Monday, July 17, 2017 HALFSTACK MAGAZINE

Women have had a long and arduous battle for rights and equality. Whether it be the right to have their voices heard in a vote or the ability to make an impact in the workforce, women have made it a point to establish they are a force to be reckoned with. In today's day and age, the idea of a single income household has become a distant memory. In most household's both individuals tend to be in the workforce. Mom is just as likely as dad to be working a 9-5 alongside keeping tabs on her family, keeping the house and meeting the needs of the children. During the 60s working women were often paid much lower salaries than men and denied opportunities to advance. Many employers assumed that they would soon become pregnant and quit their jobs. They believed that unlike men, women did not have families to support. Oh, the irony.




Yet, the reality that women face today is that despite what they have accomplished, there still continues to be a gap between what women have done and how they are recognized in the workforce. Stats from Americanprogress.org show that, "Women in the United States earn 60% of undergraduate degrees and 60% of master’s degrees. They hold 52% of all professional-level jobs and contribute $7.6 trillion to the gross domestic product. Forty-two percent of women are the sole or primary breadwinners for their families.Yet, fewer than 5% of Fortune 500 companies have a female CEO. And less than 17% of Fortune 500 board members are women."

According to a Pew Research Analysis in 2015 of medium hourly workings of full and part time workers in the US, "women earned 83% of what men earned." According to this, it would take an extra 44 days of work for women to earn what men did in 2015. If you review the Census Bureau data, it shows that women earned 80% of what their male counterparts earned in 2015 when looking at full-time, year-round workers only. While this gap is closer to 90 cents on the dollar for millennial age workers - what is painfully apparent, is that women still do not have equal pay in the work force in 2017. The Institute for Women's Policy Research highlights that, "it will take 44 years—or until 2059—for women to finally reach pay parity. For women of color, the rate of change is even slower: Hispanic women will have to wait until 2248 and Black women will wait until 2124 for equal pay."

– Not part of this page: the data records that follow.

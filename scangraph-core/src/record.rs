// Scan record decoding

use crate::error::DecodeError;
use serde::{Deserialize, Deserializer, Serialize};

/// Autonomous-system ownership reported for a scanned host.
#[derive(Debug, Clone, Default, PartialEq, Serialize, Deserialize)]
#[serde(default)]
pub struct AsnInfo {
    #[serde(deserialize_with = "nullable")]
    pub as_number: String,
    #[serde(deserialize_with = "nullable")]
    pub as_name: String,
    #[serde(deserialize_with = "nullable")]
    pub as_country: String,
    #[serde(deserialize_with = "nullable")]
    pub as_range: Vec<String>,
}

/// One line of scanner output.
///
/// Missing or `null` fields decode to their empty value so partial records
/// still load.
#[derive(Debug, Clone, Default, PartialEq, Serialize, Deserialize)]
#[serde(default)]
pub struct ScanRecord {
    #[serde(deserialize_with = "nullable")]
    pub timestamp: Option<String>,
    #[serde(deserialize_with = "nullable")]
    pub asn: AsnInfo,
    #[serde(deserialize_with = "nullable")]
    pub port: String,
    #[serde(deserialize_with = "nullable")]
    pub url: String,
    #[serde(deserialize_with = "nullable")]
    pub input: String,
    #[serde(deserialize_with = "nullable")]
    pub title: String,
    #[serde(deserialize_with = "nullable")]
    pub scheme: String,
    #[serde(deserialize_with = "nullable")]
    pub webserver: String,
    #[serde(deserialize_with = "nullable")]
    pub tech: Vec<String>,
    /// Resolved IP address of the target.
    #[serde(deserialize_with = "nullable")]
    pub host: String,
    #[serde(deserialize_with = "nullable")]
    pub status_code: i64,
    #[serde(deserialize_with = "nullable")]
    pub words: i64,
    #[serde(deserialize_with = "nullable")]
    pub lines: i64,
    #[serde(deserialize_with = "nullable")]
    pub resolvers: Vec<String>,
}

fn nullable<'de, D, T>(deserializer: D) -> Result<T, D::Error>
where
    D: Deserializer<'de>,
    T: Deserialize<'de> + Default,
{
    Ok(Option::<T>::deserialize(deserializer)?.unwrap_or_default())
}

/// Decode one input line. `line` is the 1-based line number, used in errors.
pub fn decode_line(line: usize, content: &str) -> Result<ScanRecord, DecodeError> {
    decode_slice(line, content.as_bytes())
}

/// Like [`decode_line`] for raw bytes; invalid UTF-8 is a decode error.
pub fn decode_slice(line: usize, content: &[u8]) -> Result<ScanRecord, DecodeError> {
    serde_json::from_slice(content).map_err(|source| DecodeError {
        line,
        content: String::from_utf8_lossy(content).into_owned(),
        source,
    })
}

IMAGES COURTESY OF HERAHUB/FELENA HANSON


Yes, you read that correctly. At the rate we are going, not even our daughters are likely to see equal pay. As far as this nation has come and we are still seeing this issue. It's not even just about the pay in the workforce, the conditions within many workplaces are not supportive of women. Women have to battle for parental leave rights, for the right to pump milk, for the ability to return to the workforce after childbirth and to not be discriminated against for making the choice to become a parent. Although, this may sound dismal, more and more women are taking charge of their own destiny and pursuing careers that allow them the flexibility, ability to find their own personal balance of work and family life and still pursue a career in which they are capable of making an impact. They're doing this through entrepreneurship.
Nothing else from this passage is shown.